During the third quarter, Monster Beverage Company (MNST) had an outstanding performance by beating earnings projections with a 43% increase to 43 cents per share. In addition, the company’s revenues increased by 14%, reaching a record $1.856 billion.
One of the key factors contributing to Monster’s growth and success was its recent purchase of the Bang Energy energy drink brand for a total of $362 million. By adding Bang Energy to its product roster, total Monster Energy beverage sales increased significantly by 13.7%, reaching a total of US$1.71 billion.
Although the purchase of Bang Energy generated a $45.4 million gain for Monster in the last quarter, there were also some related expenses that the company incurred. These include approximately US$8 million in acquisition costs and a decrease in gross profit due to costs associated with Bang’s inventory configuration, resulting in a loss of about US$7.8 million.
As for Monster’s alcoholic beverages, a significant growth in sales was also noted, reaching 42.3 million dollars with an increase of 57.8%. This sector includes the new beverage launched in the first quarter called ‘The Beast Unleashed’ along with a variety of craft beers and seltzers.
In addition to the excellent performance of the brands it has acquired, sales of Monster Beverage’s strategic beverage brands, including several energy brands purchased from Coca-Cola, increased 11.2% to US$98.8 million. There was also strong growth in the company’s international sales, with an increase of 20.2% to 733.7 million.
According to co-CEO Hilton Schlosberg, a great improvement in gross profit margins has been noted thanks to pricing strategies, reduced transportation costs and lower prices on aluminum cans. He also noted that the energy drinks market is steadily growing both in the United States and globally.

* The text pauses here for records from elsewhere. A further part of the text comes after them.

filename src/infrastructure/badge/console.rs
//! Terminal-backed action badge

use async_trait::async_trait;
use colored::*;

use crate::application::ports::{ActionBadge, BadgeError};
use crate::domain::TabId;

/// Badge surface that renders set/clear events on stderr.
pub struct ConsoleBadge;

impl ConsoleBadge {
    pub fn new() -> Self {
        Self
    }
}

impl Default for ConsoleBadge {
    fn default() -> Self {
        Self::new()
    }
}

#[async_trait]
impl ActionBadge for ConsoleBadge {
    async fn set(&self, tab_id: TabId, text: &str, _color: &str) -> Result<(), BadgeError> {
        eprintln!("{} {} [{}]", "●".green(), tab_id, text.green().bold());
        Ok(())
    }

    async fn clear(&self, tab_id: TabId) -> Result<(), BadgeError> {
        eprintln!("{} {} badge cleared", "○".dimmed(), tab_id);
        Ok(())
    }
}
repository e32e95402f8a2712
//! LmsClipper - one-click assignment clipper
//!
//! This crate clips structured assignment text out of e-learning pages:
//! it snapshots a page, routes the HTML through a parsing boundary, and
//! copies the parsed result to the clipboard, reporting success with a
//! transient badge and failures with a single notification.
//!
//! # Architecture
//!
//! The crate follows hexagonal (ports & adapters) architecture:
//!
//! - **Domain**: Value objects, outcome taxonomy, notices, and errors
//! - **Application**: The clip use case, the offscreen-document
//!   lifecycle, and port interfaces (traits)
//! - **Infrastructure**: Adapter implementations (HTTP/file extraction,
//!   parsing boundaries, clipboard, badge, notifications, config)
//! - **CLI**: Command-line interface and output formatting

pub mod application;
pub mod cli;
pub mod domain;
pub mod infrastructure;
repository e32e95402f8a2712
//! Action badge port interface

use async_trait::async_trait;
use thiserror::Error;

use crate::domain::TabId;

/// Badge errors
#[derive(Debug, Clone, Error)]
pub enum BadgeError {
    #[error("Failed to update badge: {0}")]
    UpdateFailed(String),
}

/// Port for the per-tab action badge.
#[async_trait]
pub trait ActionBadge: Send + Sync {
    /// Set the badge text and background color on a tab's action icon.
    async fn set(&self, tab_id: TabId, text: &str, color: &str) -> Result<(), BadgeError>;

    /// Clear the badge text on a tab's action icon.
    async fn clear(&self, tab_id: TabId) -> Result<(), BadgeError>;
}

/// Blanket implementation for boxed badge types
#[async_trait]
impl ActionBadge for Box<dyn ActionBadge> {
    async fn set(&self, tab_id: TabId, text: &str, color: &str) -> Result<(), BadgeError> {
        self.as_ref().set(tab_id, text, color).await
    }

    async fn clear(&self, tab_id: TabId) -> Result<(), BadgeError> {
        self.as_ref().clear(tab_id).await
    }
}
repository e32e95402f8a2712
//! Configuration infrastructure module

mod xdg;

pub use xdg::XdgConfigStore;
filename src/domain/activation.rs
//! Activation value objects
//!
//! An activation is one user gesture on the action icon, scoped to a tab.
//! It lives only for the duration of the clip workflow.

use std::fmt;

/// Identifier of the tab the user activated the action on.
#[derive(Debug, Clone, Copy, PartialEq, Eq, Hash)]
pub struct TabId(pub u32);

impl fmt::Display for TabId {
    fn fmt(&self, f: &mut fmt::Formatter<'_>) -> fmt::Result {
        write!(f, "tab#{}", self.0)
    }
}

/// One click-triggered request: the tab it targets and the URL the tab
/// reported at activation time. The URL may be absent (e.g. a tab the
/// host could not resolve), which the orchestrator treats as a terminal
/// tab-resolution error.
#[derive(Debug, Clone)]
pub struct Activation {
    pub tab_id: TabId,
    pub url: Option<String>,
}

impl Activation {
    pub fn new(tab_id: TabId, url: impl Into<String>) -> Self {
        Self {
            tab_id,
            url: Some(url.into()),
        }
    }

    /// Activation on a tab whose URL could not be determined.
    pub fn without_url(tab_id: TabId) -> Self {
        Self { tab_id, url: None }
    }
}
//! Notification port interface

use async_trait::async_trait;
use thiserror::Error;

use crate::domain::Notice;

/// Notification errors
#[derive(Debug, Clone, Error)]
pub enum NotificationError {
    #[error("Failed to show notification: {0}")]
    SendFailed(String),
}

/// Port for user-visible failure notifications.
#[async_trait]
pub trait Notifier: Send + Sync {
    /// Show a notification for a categorized notice.
    async fn notify(&self, notice: &Notice) -> Result<(), NotificationError>;
}

/// Blanket implementation for boxed notifier types
#[async_trait]
impl Notifier for Box<dyn Notifier> {
    async fn notify(&self, notice: &Notice) -> Result<(), NotificationError> {
        self.as_ref().notify(notice).await
    }
}

/// Blanket implementation for shared notifier types
#[async_trait]
impl<T: Notifier + ?Sized> Notifier for std::sync::Arc<T> {
    async fn notify(&self, notice: &Notice) -> Result<(), NotificationError> {
        self.as_ref().notify(notice).await
    }
}
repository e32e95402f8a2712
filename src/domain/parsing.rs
//! Parsed-result validation
//!
//! The external `parseAll` collaborator signals a recoverable parse
//! failure by returning a sentinel string instead of raising. The
//! orchestrator must never hand that sentinel, or an empty result, to
//! the clipboard writer.

/// Literal value `parseAll` returns when the page content could not be
/// parsed. Known limitation: a legitimate parse result consisting of
/// exactly this text would be misclassified as a failure.
pub const PARSE_FAILURE_SENTINEL: &str = "Ошибка при парсинге!";

/// Why a parsed result was rejected before the clipboard step.
#[derive(Debug, Clone, Copy, PartialEq, Eq)]
pub enum ParsedIssue {
    /// Result is empty after trimming; nothing to copy.
    Empty,
    /// Result equals the parse-failure sentinel.
    Sentinel,
}

/// Validate a parsed result before it may reach the clipboard writer.
///
/// Emptiness is checked before the sentinel so that whitespace-only
/// output reports as "no data" rather than a sentinel failure.
pub fn validate_parsed(parsed: &str) -> Result<(), ParsedIssue> {
    if parsed.trim().is_empty() {
        return Err(ParsedIssue::Empty);
    }
    if parsed == PARSE_FAILURE_SENTINEL {
        return Err(ParsedIssue::Sentinel);
    }
    Ok(())
}
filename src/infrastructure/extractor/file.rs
//! File page extractor adapter

use std::io::ErrorKind;

use async_trait::async_trait;
use tokio::fs;
use url::Url;

use crate::application::ports::{ExtractError, PageExtractor};
use crate::domain::Activation;

/// Snapshot extractor for file:// pages. The file-access grant has been
/// verified before this adapter runs; an OS-level refusal here is still
/// tagged as a blocked file URL.
pub struct FilePageExtractor;

impl FilePageExtractor {
    pub fn new() -> Self {
        Self
    }
}

impl Default for FilePageExtractor {
    fn default() -> Self {
        Self::new()
    }
}

#[async_trait]
impl PageExtractor for FilePageExtractor {
    async fn extract_html(&self, activation: &Activation) -> Result<String, ExtractError> {
        let url_str = activation
            .url
            .as_deref()
            .ok_or_else(|| ExtractError::Failed("activation has no URL".to_string()))?;
        let url = Url::parse(url_str)
            .map_err(|e| ExtractError::Failed(format!("invalid URL {url_str}: {e}")))?;
        let path = url
            .to_file_path()
            .map_err(|_| ExtractError::Failed(format!("not a file path: {url_str}")))?;

        match fs::read_to_string(&path).await {
            Ok(content) if content.is_empty() => Err(ExtractError::NoResult),
            Ok(content) => Ok(content),
            Err(e) if e.kind() == ErrorKind::PermissionDenied => Err(ExtractError::FileUrlBlocked),
            Err(e) => Err(ExtractError::Failed(format!(
                "failed to read {}: {e}",
                path.display()
            ))),
        }
    }
}
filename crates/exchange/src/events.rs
//! Events emitted by exchange operations.

use crate::dec::Dec;
use crate::params::FeeRates;
use crate::types::{Address, Amount, Coin, OrderSide};

/// A structured event. Hosts translate these into their own log format.
#[derive(Debug, Clone, PartialEq, Eq)]
pub enum Event {
    MarketCreated {
        market_id: u64,
        base_denom: String,
        quote_denom: String,
        creator: Address,
        escrow_address: Address,
    },
    /// `None` reverts the market to the module defaults.
    MarketFeeRatesUpdated {
        market_id: u64,
        fee_rates: Option<FeeRates>,
    },
    /// A limit order was placed. `order_id` is set only if the order rested.
    OrderPlaced {
        order_id: Option<u64>,
        market_id: u64,
        orderer: Address,
        side: OrderSide,
        price: Dec,
        quantity: Amount,
        executed_quantity: Amount,
        executed_quote: Amount,
        rested: bool,
        deadline: Option<u64>,
    },
    MarketOrderPlaced {
        market_id: u64,
        orderer: Address,
        side: OrderSide,
        quantity: Amount,
        executed_quantity: Amount,
        executed_quote: Amount,
    },
    /// One fill against a resting order, at the maker's price.
    ///
    /// `taker_fee`, `maker_fee` and `maker_rebate` share a denom; at most one
    /// of the maker amounts is non-zero.
    OrderFilled {
        market_id: u64,
        taker_order_id: Option<u64>,
        maker_order_id: u64,
        taker: Address,
        maker: Address,
        taker_side: OrderSide,
        price: Dec,
        quantity: Amount,
        quote_amount: Amount,
        taker_fee: Coin,
        maker_fee: Coin,
        maker_rebate: Coin,
    },
    OrderCancelled {
        order_id: u64,
        market_id: u64,
        orderer: Address,
        refunded_base: Amount,
        refunded_quote: Amount,
    },
    OrderExpired {
        order_id: u64,
        market_id: u64,
        orderer: Address,
        refunded_base: Amount,
        refunded_quote: Amount,
    },
    SwapExecuted {
        orderer: Address,
        routes: Vec<u64>,
        input: Coin,
        output: Coin,
    },
}

impl Event {
    /// Short, stable name of the event type.
    pub fn name(&self) -> &'static str {
        match self {
            Event::MarketCreated { .. } => "market_created",
            Event::MarketFeeRatesUpdated { .. } => "market_fee_rates_updated",
            Event::OrderPlaced { .. } => "order_placed",
            Event::MarketOrderPlaced { .. } => "market_order_placed",
            Event::OrderFilled { .. } => "order_filled",
            Event::OrderCancelled { .. } => "order_cancelled",
            Event::OrderExpired { .. } => "order_expired",
            Event::SwapExecuted { .. } => "swap_executed",
        }
    }
}

/// Buffer of events emitted during a request.
#[derive(Debug, Clone, Default, PartialEq, Eq)]
pub struct EventManager {
    events: Vec<Event>,
}

impl EventManager {
    pub fn new() -> Self {
        Self::default()
    }

    pub fn emit(&mut self, event: Event) {
        self.events.push(event);
    }

    pub fn events(&self) -> &[Event] {
        &self.events
    }

    pub fn len(&self) -> usize {
        self.events.len()
    }

    pub fn is_empty(&self) -> bool {
        self.events.is_empty()
    }

    /// Append events from a committed nested scope.
    pub fn extend(&mut self, other: EventManager) {
        self.events.extend(other.events);
    }

    pub fn into_events(self) -> Vec<Event> {
        self.events
    }
}
//! Exchange transaction handler.

use crate::abi::{decode_calldata, event_log};
use crate::types::{
    parse_address, BlockResult, HandlerError, Msg, MsgResponse, Query, QueryResponse, TxResult,
};
use crate::EXCHANGE_MODULE_ADDRESS;
use alloy_primitives::{Address, Bytes, Log, B256};
use exchange::{
    Amount, BankKeeper, BlockHeader, Coin, Context, Event, Exchange, ExchangeConfig, MemStore,
    OrderSide, ScratchStore, StoreBank,
};
use parking_lot::RwLock;
use tracing::{debug, info, warn};

/// Dispatches requests to the exchange core over a shared store.
///
/// Every transaction runs in its own atomic context: on error the store is
/// left exactly as it was. Queries take the shared lock and run in a
/// discarded overlay.
#[derive(Debug)]
pub struct ExchangeHandler {
    store: RwLock<MemStore>,
    exchange: Exchange<StoreBank>,
    authority: Address,
}

impl ExchangeHandler {
    /// Create a handler over an empty store. `authority` may update params
    /// and market fee rates.
    pub fn new(authority: Address) -> Self {
        Self::with_config(authority, ExchangeConfig::default())
    }

    pub fn with_config(authority: Address, config: ExchangeConfig) -> Self {
        Self {
            store: RwLock::new(MemStore::new()),
            exchange: Exchange::with_config(StoreBank::new(), config),
            authority,
        }
    }

    pub fn exchange(&self) -> &Exchange<StoreBank> {
        &self.exchange
    }

    pub fn authority(&self) -> Address {
        self.authority
    }

    /// Execute `msg` in block `header`, metered against `gas_limit` if given.
    pub fn handle_transaction(
        &self,
        header: BlockHeader,
        msg: &Msg,
        gas_limit: Option<u64>,
    ) -> Result<TxResult, HandlerError> {
        let sender = msg.validate_basic()?;
        if matches!(msg, Msg::UpdateParams(_) | Msg::SetMarketFeeRates(_)) && sender != self.authority {
            return Err(HandlerError::Unauthorized(sender));
        }
        debug!(target: "exchange_app", msg = msg.type_name(), %sender, height = header.height, "Handling transaction");

        let mut store = self.store.write();
        let mut ctx = Context::new(&mut *store, header);
        if let Some(limit) = gas_limit {
            ctx = ctx.with_gas_limit(limit);
        }

        let result = ctx.atomic(|ctx| self.dispatch(ctx, sender, msg));
        let gas_used = ctx.gas_meter().consumed();
        let response = match result {
            Ok(response) => response,
            Err(err) => {
                warn!(target: "exchange_app", msg = msg.type_name(), %sender, gas_used, %err, "Transaction failed");
                return Err(err.into());
            }
        };

        let events = ctx.take_events();
        let logs = self.logs(&events);
        info!(target: "exchange_app", msg = msg.type_name(), %sender, gas_used, events = events.len(), "Transaction executed");

        Ok(TxResult {
            response,
            events,
            logs,
            gas_used,
        })
    }

    /// Decode exchange calldata sent by `caller` and execute it.
    pub fn handle_calldata(
        &self,
        header: BlockHeader,
        caller: Address,
        calldata: &Bytes,
        gas_limit: Option<u64>,
    ) -> Result<TxResult, HandlerError> {
        let msg = decode_calldata(caller, calldata)?;
        self.handle_transaction(header, &msg, gas_limit)
    }

    fn dispatch(
        &self,
        ctx: &mut Context<'_>,
        sender: Address,
        msg: &Msg,
    ) -> exchange::Result<MsgResponse> {
        let response = match msg {
            Msg::CreateMarket(msg) => MsgResponse::CreateMarket(self.exchange.create_market(
                ctx,
                sender,
                &msg.base_denom,
                &msg.quote_denom,
            )?),
            Msg::PlaceLimitOrder(msg) => {
                MsgResponse::PlaceLimitOrder(self.exchange.place_limit_order(
                    ctx,
                    msg.market_id,
                    sender,
                    OrderSide::from_is_buy(msg.is_buy),
                    msg.price,
                    msg.quantity,
                    msg.lifespan,
                )?)
            }
            Msg::PlaceMarketOrder(msg) => {
                MsgResponse::PlaceMarketOrder(self.exchange.place_market_order(
                    ctx,
                    msg.market_id,
                    sender,
                    OrderSide::from_is_buy(msg.is_buy),
                    msg.quantity,
                )?)
            }
            Msg::CancelOrder(msg) => {
                MsgResponse::CancelOrder(self.exchange.cancel_order(ctx, sender, msg.order_id)?)
            }
            Msg::SwapExactIn(msg) => MsgResponse::SwapExactIn(self.exchange.swap_exact_in(
                ctx,
                sender,
                &msg.routes,
                msg.input.clone(),
                msg.min_output.clone(),
                false,
            )?),
            Msg::UpdateParams(msg) => {
                self.exchange.set_params(ctx, msg.params.clone())?;
                MsgResponse::UpdateParams
            }
            Msg::SetMarketFeeRates(msg) => {
                MsgResponse::SetMarketFeeRates(self.exchange.set_market_fee_rates(
                    ctx,
                    msg.market_id,
                    msg.fee_rates,
                )?)
            }
        };
        Ok(response)
    }

    /// Answer `query` against the current state without changing it.
    ///
    /// Runs under the shared lock: anything the query writes lands in a
    /// scratch overlay that is dropped afterwards.
    pub fn handle_query(
        &self,
        header: BlockHeader,
        query: &Query,
    ) -> Result<QueryResponse, HandlerError> {
        let store = self.store.read();
        let mut scratch = ScratchStore::new(&*store);
        let mut ctx = Context::new(&mut scratch, header);
        let exchange = &self.exchange;

        let response = match query {
            Query::Params => exchange.query_params(&mut ctx).map(QueryResponse::Params)?,
            Query::Market { market_id } => exchange
                .query_market(&mut ctx, *market_id)
                .map(QueryResponse::Market)?,
            Query::Markets { page } => {
                let (markets, page) = exchange.query_markets(&mut ctx, page)?;
                QueryResponse::Markets { markets, page }
            }
            Query::Order { order_id } => exchange
                .query_order(&mut ctx, *order_id)
                .map(QueryResponse::Order)?,
            Query::OrdersByOrderer { orderer, market_id } => {
                let orderer = parse_address(orderer)?;
                exchange
                    .query_orders_by_orderer(&mut ctx, orderer, *market_id)
                    .map(QueryResponse::Orders)?
            }
            Query::OrderBook { market_id, depth } => exchange
                .query_order_book(&mut ctx, *market_id, *depth)
                .map(QueryResponse::OrderBook)?,
            Query::AllRoutes {
                denom_in,
                denom_out,
            } => exchange
                .find_all_routes(&mut ctx, denom_in, denom_out)
                .map(QueryResponse::Routes)?,
            Query::SimulateSwapExactIn {
                sender,
                routes,
                input,
                min_output,
            } => {
                // An empty sender simulates without a balance check.
                let orderer = if sender.is_empty() {
                    Address::ZERO
                } else {
                    parse_address(sender)?
                };
                exchange
                    .swap_exact_in(&mut ctx, orderer, routes, input.clone(), min_output.clone(), true)
                    .map(QueryResponse::Swap)?
            }
            Query::BestSwapExactInRoutes { input, min_output } => exchange
                .best_swap_exact_in_routes(&mut ctx, input, min_output)
                .map(QueryResponse::BestRoute)?,
            Query::Balance { address, denom } => {
                let address = parse_address(address)?;
                let amount = exchange.bank().balance(&mut ctx, address, denom)?;
                QueryResponse::Balance(Coin::new(denom.clone(), amount))
            }
        };
        Ok(response)
    }

    /// End-of-block hook: cancel every order whose deadline has passed.
    pub fn end_block(&self, header: BlockHeader) -> Result<BlockResult, HandlerError> {
        let mut store = self.store.write();
        let mut ctx = Context::new(&mut *store, header);
        let expired_orders = self.exchange.cancel_expired_orders(&mut ctx)?;
        let events = ctx.take_events();
        let logs = self.logs(&events);
        if !expired_orders.is_empty() {
            info!(target: "exchange_app", height = header.height, expired = expired_orders.len(), "Expired orders cancelled");
        }
        Ok(BlockResult {
            expired_orders,
            events,
            logs,
        })
    }

    /// Mint `coins` to `address`. Genesis and test setup only.
    pub fn fund_account(&self, address: Address, coins: &[Coin]) -> Result<(), HandlerError> {
        let mut store = self.store.write();
        let mut ctx = Context::new(&mut *store, BlockHeader::default());
        ctx.atomic(|ctx| self.exchange.bank().mint_coins(ctx, address, coins))?;
        Ok(())
    }

    pub fn balance(&self, address: Address, denom: &str) -> Result<Amount, HandlerError> {
        let store = self.store.read();
        let mut scratch = ScratchStore::new(&*store);
        let mut ctx = Context::new(&mut scratch, BlockHeader::default());
        Ok(self.exchange.bank().balance(&mut ctx, address, denom)?)
    }

    /// Commitment to the full store contents.
    pub fn state_root(&self) -> B256 {
        self.store.read().root_hash()
    }

    fn logs(&self, events: &[Event]) -> Vec<Log> {
        events
            .iter()
            .map(|event| event_log(EXCHANGE_MODULE_ADDRESS, event))
            .collect()
    }
}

Monster Beverage’s outstanding third quarter results indicate its ability to seize strategic opportunities and take advantage of emerging energy beverage markets. With a significant increase in sales and earnings, the company’s trajectory continues to be positive.
Monster Beverage’s successful performance in the third quarter was due in large part to the recent acquisition of Bang Energy, which resulted in increased sales and earnings. The acquisition of Bang Energy brought Monster a profit of 45.4 million during the last quarter. However, the company also had to spend about $8 million in acquisition-related costs, and its gross profit was negatively impacted due to the expenses required to start up Bang’s inventory.
Likewise, Monster’s alcoholic beverages unit recorded an impressive increase in sales, reaching 42.3 million, representing a 57.8% increase compared to the previous period. This increase is largely due to the successful launch of its ‘The Beast Unleashed’ beverage, as well as the addition of several craft beers and seltzers to its portfolio.
In addition to purchasing Bang Energy, the Monster company also had an increase in sales through the strategic sale of beverage brands acquired from Coca-Cola, achieving an increase of 11.2%, with a total gain of 98.8 million. Likewise, its international sales grew by 20.2%, reaching 733.7 million.
Monster Beverage’s success in the third quarter demonstrates its ability to leverage strategic acquisitions and take advantage of increased demand for energy drinks. The company’s remarkable increase in sales and earnings suggests a promising future on its way.